Austrian orientalist painter

Ludwig Deutsch (13 May 1855 – 9 April 1935) was a French painter of Austrian origin, who settled in Paris and became a noted Orientalist artist. Having studied at the Vienna Academy of Fine Arts from 1872 to 1875, he moved to Paris in 1878, where he became associated with other Orientalist painters. Most of his works were painted in his studio in Paris, but he had visited Egypt on several journeys from 1885 to 1898. In 1919, he became a French citizen and started to write his name as Louis Deutsch.

==Life and career==
Details of Ludwig Deutsch's life are obscure. He was born in Vienna in 1855 into a well-established Jewish family.
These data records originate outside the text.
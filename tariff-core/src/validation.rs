//! Field validation
//!
//! Every rule is evaluated independently, so a single submit reports all
//! failing fields at once.

use serde::Serialize;
use std::collections::BTreeMap;

use crate::domain::service::{Field, Price, ServiceRecord};
use crate::dto::service::{NewService, ServiceDraft};

pub const NAME_REQUIRED: &str = "Service name is required";
pub const DESCRIPTION_REQUIRED: &str = "Description is required";
pub const PRICE_INVALID: &str = "Price must be a positive number";

/// Error message per failing field
#[derive(Debug, Clone, Default, PartialEq, Eq, Serialize)]
#[serde(transparent)]
pub struct FieldErrors(BTreeMap<Field, &'static str>);

impl FieldErrors {
    pub fn new() -> Self {
        Self::default()
    }

    pub fn insert(&mut self, field: Field, message: &'static str) {
        self.0.insert(field, message);
    }

    pub fn get(&self, field: Field) -> Option<&'static str> {
        self.0.get(&field).copied()
    }

    pub fn contains(&self, field: Field) -> bool {
        self.0.contains_key(&field)
    }

    pub fn is_empty(&self) -> bool {
        self.0.is_empty()
    }

    pub fn len(&self) -> usize {
        self.0.len()
    }

    pub fn clear(&mut self) {
        self.0.clear();
    }

    /// Failing fields in form order (name, description, price)
    pub fn iter(&self) -> impl Iterator<Item = (Field, &'static str)> + '_ {
        self.0.iter().map(|(field, message)| (*field, *message))
    }
}

impl std::fmt::Display for FieldErrors {
    fn fmt(&self, f: &mut std::fmt::Formatter<'_>) -> std::fmt::Result {
        let parts: Vec<String> = self
            .iter()
            .map(|(field, message)| format!("{}: {}", field, message))
            .collect();
        f.write_str(&parts.join("; "))
    }
}

/// Validates a draft, returning the storable service or every field error
pub fn validate(draft: &ServiceDraft) -> Result<NewService, FieldErrors> {
    let mut errors = FieldErrors::new();

    let name = draft.name.trim();
    if name.is_empty() {
        errors.insert(Field::Name, NAME_REQUIRED);
    }

    let description = draft.description.trim();
    if description.is_empty() {
        errors.insert(Field::Description, DESCRIPTION_REQUIRED);
    }

    let price = match Price::parse(&draft.price) {
        Ok(price) => Some(price),
        Err(_) => {
            errors.insert(Field::Price, PRICE_INVALID);
            None
        }
    };

    match price {
        Some(price) if errors.is_empty() => Ok(NewService {
            name: name.to_string(),
            description: description.to_string(),
            price,
        }),
        _ => Err(errors),
    }
}

/// Checks a decoded record against the same text rules as a draft
///
/// The price needs no check here since [`Price`] cannot hold an invalid value.
pub fn validate_record(record: &ServiceRecord) -> Result<(), FieldErrors> {
    let mut errors = FieldErrors::new();

    if record.name.trim().is_empty() {
        errors.insert(Field::Name, NAME_REQUIRED);
    }

    if record.description.trim().is_empty() {
        errors.insert(Field::Description, DESCRIPTION_REQUIRED);
    }

    if errors.is_empty() { Ok(()) } else { Err(errors) }
}

#[cfg(test)]
mod tests {
    use super::*;
    use crate::domain::service::ServiceId;

    #[test]
    fn test_validate_valid_draft() {
        let draft = ServiceDraft::new("  Consult ", "15-min check", "50");
        let service = validate(&draft).unwrap();
        assert_eq!(service.name, "Consult");
        assert_eq!(service.description, "15-min check");
        assert_eq!(service.price.value(), 50.0);
    }

    #[test]
    fn test_validate_empty_name_only() {
        let draft = ServiceDraft::new("", "x", "10");
        let errors = validate(&draft).unwrap_err();
        assert_eq!(errors.len(), 1);
        assert_eq!(errors.get(Field::Name), Some(NAME_REQUIRED));
    }

    #[test]
    fn test_validate_whitespace_is_blank() {
        let draft = ServiceDraft::new("   ", "\t\n", "10");
        let errors = validate(&draft).unwrap_err();
        assert_eq!(errors.get(Field::Name), Some(NAME_REQUIRED));
        assert_eq!(errors.get(Field::Description), Some(DESCRIPTION_REQUIRED));
        assert!(!errors.contains(Field::Price));
    }

    #[test]
    fn test_validate_collects_every_field() {
        let errors = validate(&ServiceDraft::default()).unwrap_err();
        assert_eq!(errors.len(), 3);
        let fields: Vec<Field> = errors.iter().map(|(field, _)| field).collect();
        assert_eq!(fields, Field::ALL.to_vec());
    }

    #[test]
    fn test_validate_bad_prices() {
        for price in ["abc", "0", "-5", "", "  ", "inf", "NaN"] {
            let draft = ServiceDraft::new("Consult", "Check", price);
            let errors = validate(&draft).unwrap_err();
            assert_eq!(errors.len(), 1, "price {price:?}");
            assert_eq!(errors.get(Field::Price), Some(PRICE_INVALID));
        }
    }

    #[test]
    fn test_validate_fractional_price() {
        let draft = ServiceDraft::new("Consult", "Check", "0.5");
        assert_eq!(validate(&draft).unwrap().price.value(), 0.5);
    }

    #[test]
    fn test_field_errors_serialize_by_field_name() {
        let errors = validate(&ServiceDraft::new("", "x", "10")).unwrap_err();
        assert_eq!(
            serde_json::to_value(&errors).unwrap(),
            serde_json::json!({ "name": "Service name is required" })
        );
        assert_eq!(errors.to_string(), "name: Service name is required");
    }

    #[test]
    fn test_validate_record() {
        let mut record = ServiceRecord {
            id: ServiceId(1),
            name: "X-ray".to_string(),
            description: "Chest".to_string(),
            price: Price::new(80.0).unwrap(),
        };
        assert!(validate_record(&record).is_ok());

        record.description = " ".to_string();
        let errors = validate_record(&record).unwrap_err();
        assert_eq!(errors.get(Field::Description), Some(DESCRIPTION_REQUIRED));
    }
}
//! Data Transfer Objects between the form and the store
//!
//! A [`service::ServiceDraft`] is what a form holds while the user types; a
//! [`service::NewService`] is what validation hands to the store.

pub mod service;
His father Ignaz Deutsch was a financier at the Austrian court.

He received his early art training at the Akademie der Bildenden Künste (Academy of Fine Arts Vienna) under the tutelage of Anselm Feuerbach (1875–1877). In 1877, when Feuerbach retired as a teacher, Deutsch and some others students attempted to enter the class of Leopold Carl Müller, who had moved to Paris in 1876, but initially were refused entry. In 1878 Deutsch was finally accepted. At around this time, he may also have studied with Jean-Paul Laurens. In Paris, Deutsch made the acquaintance of artists Arthur von Ferraris, Jean Discart and Rudolf Ernst, who became his lifelong friend. Through these friendships, Deutsch developed an interest in Orientalist art.

Around 1880, he broke his contacts with Vienna and settled permanently in Paris. He established a studio at the Rue Le Pelletier in Paris and began to exhibit paintings with much success.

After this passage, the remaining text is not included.